Based on my last post, I thought it might be helpful to
present several ideas about how to get small/young companies to focus on
investing in strategic marketing, early in the product/service development
cycle.
First, let's look at the sources of the problem.
- "Gotta
get it out the door!"--CEOs are under the gun from the "get go" --
budgets are tight and there is tremendous pressure to get to market
quickly. As such, an activity that is not absolutely necessary is shelved
for later consideration. The mantra, "let's get the product out and then
we can deal with the rest" is a fairly common one. It
- "If
you have a hammer, everything looks like a nail"--in small companies,
CEOs often come with technology or finance backgrounds. It is much easier for
them to focus on the issues with which they feel comfortable. To the
uninitiated, marketing appears to be anything from fluff to black magic.
- To
many young CEOs, marketing reeks of bloated budgets, time-wasting
fluff-mongers, and generally an impediment to getting any real work done.

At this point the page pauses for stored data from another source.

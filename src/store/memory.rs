//! Embedded triple store backed by oxigraph.
//!
//! Runs the same `INSERT DATA` update and SELECT queries the remote store
//! receives, without a server. Contents live as long as the value.

use oxigraph::model::Term;
use oxigraph::sparql::QueryResults;
use oxigraph::store::Store;

use crate::error::StoreError;
use crate::rdf::TripleSet;

use super::{insert_data_update, Solution, StoreResult, TripleStore};

const ENDPOINT: &str = "memory";

/// In-process SPARQL store.
pub struct MemoryStore {
    store: Store,
}

impl MemoryStore {
    pub fn new() -> StoreResult<Self> {
        let store = Store::new().map_err(|e| StoreError::Open {
            message: e.to_string(),
        })?;
        Ok(Self { store })
    }

    /// Number of stored triples.
    pub fn len(&self) -> StoreResult<usize> {
        self.store.len().map_err(|e| StoreError::QueryFailed {
            endpoint: ENDPOINT.into(),
            message: e.to_string(),
        })
    }

    pub fn is_empty(&self) -> StoreResult<bool> {
        self.len().map(|n| n == 0)
    }
}

/// IRI string for named nodes, lexical form for literals.
fn term_value(term: &Term) -> String {
    match term {
        Term::NamedNode(node) => node.as_str().to_string(),
        Term::BlankNode(node) => node.as_str().to_string(),
        Term::Literal(literal) => literal.value().to_string(),
        #[allow(unreachable_patterns)]
        other => other.to_string(),
    }
}

impl TripleStore for MemoryStore {
    fn try_insert(&self, triples: &TripleSet) -> StoreResult<()> {
        if triples.is_empty() {
            return Ok(());
        }
        let update = insert_data_update(triples)?;
        self.store
            .update(update.as_str())
            .map_err(|e| StoreError::InsertFailed {
                endpoint: ENDPOINT.into(),
                message: e.to_string(),
            })
    }

    fn select(&self, query: &str) -> StoreResult<Vec<Solution>> {
        let query_failed = |message: String| StoreError::QueryFailed {
            endpoint: ENDPOINT.into(),
            message,
        };
        let results = self
            .store
            .query(query)
            .map_err(|e| query_failed(e.to_string()))?;

        match results {
            QueryResults::Solutions(solutions) => {
                let mut rows = Vec::new();
                for solution in solutions {
                    let solution = solution.map_err(|e| query_failed(e.to_string()))?;
                    let mut row = Solution::new();
                    for (var, term) in solution.iter() {
                        row.insert(var.as_str(), term_value(term));
                    }
                    rows.push(row);
                }
                Ok(rows)
            }
            _ => Err(query_failed("expected a SELECT query".into())),
        }
    }
}

impl std::fmt::Debug for MemoryStore {
    fn fmt(&self, f: &mut std::fmt::Formatter<'_>) -> std::fmt::Result {
        f.debug_struct("MemoryStore").finish()
    }
}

(See Dilbert for more information ... .)
Trying to explain the value of marketing is generally a
waste of time. Rarely do I hear a CEO say they don't believe in marketing; they
all "get it," they just don't have any resources for it now ... Here is how
you can cut through the noise and get executives to understand what good
marketing can provide. This advice is equally valid for internal resources and
outsourced marketers looking for an engagement.
- Start
small--everyone knows that there are certain marketing pieces that any
company needs; it might be data sheets, customer case studies, or a sales
presentation. CEOs will spring for these. Once you begin, filling in the
content require good messages and proper positioning. At this point, most
companies will spend some time doing some messaging exercises--although
they won't want to pay for it and they won't want to "waste time"
validating the messages either.
- Projects
that have clear deliverables are easier to digest--while it is difficult
to propose a serious lead generation project with poor targeting and poor
messaging, the process does lend itself for finagling some proper product
marketing activities. For example, as part of a lead generation campaign,
I often propose a white paper describing the market need and the
product/service's unique value. This exercise almost always leads to a
serious discussion about how the company's sees itself, and the company
should go to market.
- Do
your homework--showing a CEO what a competitor has been able to
accomplish with good marketing is often a catalyst for getting attention. When
a competitor is getting a lot of market traction, mentions in the relevant
forums, etc., CEOs get nervous. Fear is a great motivator. Also,
presenting a competitive market map shows the CEO you mean business and
that you get it.
- Stay
away from anything that sounds expensive, flashy, or fluffy. Proposing an
expensive trade show with a customized booth and giveaways is almost
always a non-starter for young, thrifty CEOs.
- Leverage
industry influencers to amplify a company's message. A project to work
with industry influencers is often well-received, if you don't propose a
$15K+ subscription to an analyst group. Try and quantify the deliverables
up front in order to set expectations realistically.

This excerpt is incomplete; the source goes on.